Choo breaks Rangers’ on-base streakChoo Shin-soo of the Texas Rangers broke the franchise’s on-base record for a single season on Sunday after extending his streak to 47 games.
Choo, the Rangers’ designated hitter, reached the historic mark almost miraculously. He was 0-for-4 leading up to the at-bat, and he came to the plate with two outs in the top of the ninth inning. He earned his fifth at-bat after Ronald Guzman singled in front of him with one out.
After Carlos Tocci struck out, Choo hit a grounder to Jeimer Candelario, but since the Tigers’ third baseman didn’t attempt a throw, Choo was able to reach first base.

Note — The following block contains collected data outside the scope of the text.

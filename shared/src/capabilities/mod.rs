mod notify;

pub use self::notify::{Notify, NotifyOperation, ToastKind};

// Crux's built-in Render capability covers view updates as-is.
pub use crux_core::render::Render;

use crate::app::App;
use crate::event::Event;

#[derive(crux_core::macros::Effect)]
pub struct Capabilities {
    pub render: Render<Event>,
    pub notify: Notify<Event>,
}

“These kinds of records, it’s a gift,” Choo told MLB.com after the game. “I still believed I would get another at-bat. I know I made the last out in the seventh inning, but I believe in our lineup, so I thought I had a good chance to get another at-bat.”
Choo has been on base in every game since May 13. It is the longest active streak in Major League Baseball and also the longest of Choo’s career. During the stretch, he’s had a batting average of .339 and a .470 on-base percentage.
Among active players in the MLB, Joey Votto of the Cincinnati Reds and Albert Pujols are the current record holders with a 48-game streak. Choo will now chase their numbers as well as the Rangers’ overall on-base record of 58 games set by Will Clark over the 1995 and 1996 seasons. The all-time MLB record is held by Ted Williams, who reached base in 84 consecutive games in 1949.
In addition to his on-base record, Choo will play in the MLB’s All-Star Game for the first time in his career, news that he found out on Sunday. The annual competition pits the American League against the National League, and each team comprises 32 players.
“Before the game, [manager] Jeff Banister called a team meeting and called out my name as an All-Star,” Choo told MLB.com. “I was joking around, I said, ‘I need four days off before the second half.’ That aside, I got goose bumps. When I came from Korea to play in the big leagues, my goal was to be one of the best players. This is one of the best days of my life. I am going to enjoy this with my family.”
Choo will be the third Korean player and first Korean hitter to play in the All-Star Game. Park Chan-ho and Kim Byung-hyun, both pitchers, competed in the All-Star Game in 2001 and 2002.
“I know Korean pitchers have made the All-Star Game but first position player - very special for me and my country and my family, too,” Choo told MLB.com. “I am very excited. I can’t wait.”
At 35, Choo is enjoying one of the most productive seasons at the plate. Before setting the on-base record, Choo already achieved one record in the MLB: he has hit the most home runs among Asian players in major league history, exceeding Hideki Matsui’s 175. He has been continuously extending his own record and now has a total of 185 home runs throughout his major league career.
As of Sunday’s game, Choo has hit 17 home runs this season. Choo’s career high in home runs in a single season is 22, which he achieved in 2010, 2015 and 2017.
“I was wishing before the end of my career that I would make an All-Star Game,” Choo told MLB.com. “It’s not easy to do - a lot of good players on 30 teams.”
The All-Star Game will take place next Tuesday at Nationals Park in Washington.